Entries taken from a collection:
********

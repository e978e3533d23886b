//! Message list widget for displaying the conversation

use crate::theme::Theme;
use crate::widgets::markup::render_blocks;
use crate::widgets::result_card::{CardState, card_lines};
use kite_chat::{ItemKey, Message, ResultView, markup};
use ratatui::{
    buffer::Buffer,
    layout::Rect,
    style::Modifier,
    text::{Line, Span},
    widgets::{Paragraph, Widget},
};

/// Shown for an agent reply with neither text nor a structured result
pub const NO_CONTENT: &str = "No response content";

/// A result item that can be copied or opened
#[derive(Debug, Clone, PartialEq, Eq)]
pub struct ItemTarget {
    pub key: ItemKey,
    pub copy_text: String,
    pub url: Option<String>,
}

/// Every result item in `messages`, in display order
pub fn item_targets(messages: &[Message]) -> Vec<ItemTarget> {
    messages
        .iter()
        .filter_map(|msg| msg.agent_result.as_ref().map(|r| (msg, r)))
        .flat_map(|(msg, result)| {
            ResultView::new(result, msg.metadata.as_ref())
                .items
                .into_iter()
                .map(|item| ItemTarget {
                    key: ItemKey::new(msg.id.clone(), item.index),
                    copy_text: item.copy_text,
                    url: item.url,
                })
                .collect::<Vec<_>>()
        })
        .collect()
}

/// Widget for displaying a list of chat messages
pub struct MessageList<'a> {
    messages: &'a [Message],
    theme: &'a Theme,
    agent_name: &'a str,
    scroll: usize,
    selected: Option<&'a ItemKey>,
    copied: Option<&'a ItemKey>,
}

impl<'a> MessageList<'a> {
    pub fn new(messages: &'a [Message], theme: &'a Theme) -> Self {
        Self {
            messages,
            theme,
            agent_name: "Agent",
            scroll: 0,
            selected: None,
            copied: None,
        }
    }

    /// Fallback header for agent replies without metadata
    pub fn agent_name(mut self, name: &'a str) -> Self {
        self.agent_name = name;
        self
    }

    /// Set scroll offset
    pub fn scroll(mut self, scroll: usize) -> Self {
        self.scroll = scroll;
        self
    }

    /// Item under the results cursor
    pub fn selected(mut self, key: Option<&'a ItemKey>) -> Self {
        self.selected = key;
        self
    }

    /// Item showing the copied indicator
    pub fn copied(mut self, key: Option<&'a ItemKey>) -> Self {
        self.copied = key;
        self
    }

    /// Total height of the list at `width`
    pub fn height(&self, width: usize) -> usize {
        self.lines(width).len()
    }

    /// All lines for the list at `width`
    pub fn lines(&self, width: usize) -> Vec<Line<'static>> {
        self.messages
            .iter()
            .flat_map(|msg| self.render_message(msg, width))
            .collect()
    }

    fn card_state(&self, msg: &Message) -> CardState {
        let index_in = |key: Option<&ItemKey>| {
            key.filter(|k| k.message_id == msg.id).map(|k| k.index)
        };
        CardState {
            selected: index_in(self.selected),
            copied: index_in(self.copied),
        }
    }

    fn render_message(&self, msg: &Message, width: usize) -> Vec<Line<'static>> {
        let mut lines = Vec::new();
        let content_width = width.saturating_sub(2).max(1);

        let header = if msg.is_user() {
            Span::styled("▶ You", self.theme.accent_bold())
        } else if msg.is_error {
            Span::styled(
                "✗ Error",
                self.theme.error_style().add_modifier(Modifier::BOLD),
            )
        } else {
            let name = msg
                .metadata
                .as_ref()
                .and_then(|m| m.agent_name.as_deref())
                .filter(|n| !n.is_empty())
                .unwrap_or(self.agent_name);
            Span::styled(
                format!("◀ {}", name),
                self.theme.success_style().add_modifier(Modifier::BOLD),
            )
        };
        lines.push(Line::from(header));

        let body = if msg.is_user() {
            plain_lines(&msg.content, self.theme.base_style(), content_width)
        } else if msg.is_error {
            plain_lines(&msg.content, self.theme.error_style(), content_width)
        } else if let Some(result) = &msg.agent_result {
            let view = ResultView::new(result, msg.metadata.as_ref());
            if view.is_empty() {
                vec![self.no_content()]
            } else {
                card_lines(&view, self.card_state(msg), self.theme, content_width)
            }
        } else if !msg.content.is_empty() {
            render_blocks(&markup::render(&msg.content), self.theme, content_width)
        } else {
            vec![self.no_content()]
        };

        lines.extend(body.into_iter().map(indent));
        lines.push(Line::from(""));
        lines
    }

    fn no_content(&self) -> Line<'static> {
        Line::from(Span::styled(
            NO_CONTENT,
            self.theme.dim_style().add_modifier(Modifier::ITALIC),
        ))
    }
}

fn plain_lines(text: &str, style: ratatui::style::Style, width: usize) -> Vec<Line<'static>> {
    textwrap::wrap(text, width)
        .into_iter()
        .map(|row| Line::from(Span::styled(row.into_owned(), style)))
        .collect()
}

fn indent(line: Line<'static>) -> Line<'static> {
    let mut spans = vec![Span::raw("  ")];
    spans.extend(line.spans);
    Line::from(spans)
}

impl Widget for MessageList<'_> {
    fn render(self, area: Rect, buf: &mut Buffer) {
        if area.width == 0 || area.height == 0 {
            return;
        }

        let visible: Vec<Line> = self
            .lines(area.width as usize)
            .into_iter()
            .skip(self.scroll)
            .take(area.height as usize)
            .collect();

        Paragraph::new(visible).render(area, buf);
    }
}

********

### YOUR ASSIGNMENT
Where a line of the records holds the word "ratatui", copy that line.

### EXERCISE OUTPUT
use ratatui::{
fn plain_lines(text: &str, style: ratatui::style::Style, width: usize) -> Vec<Line<'static>> {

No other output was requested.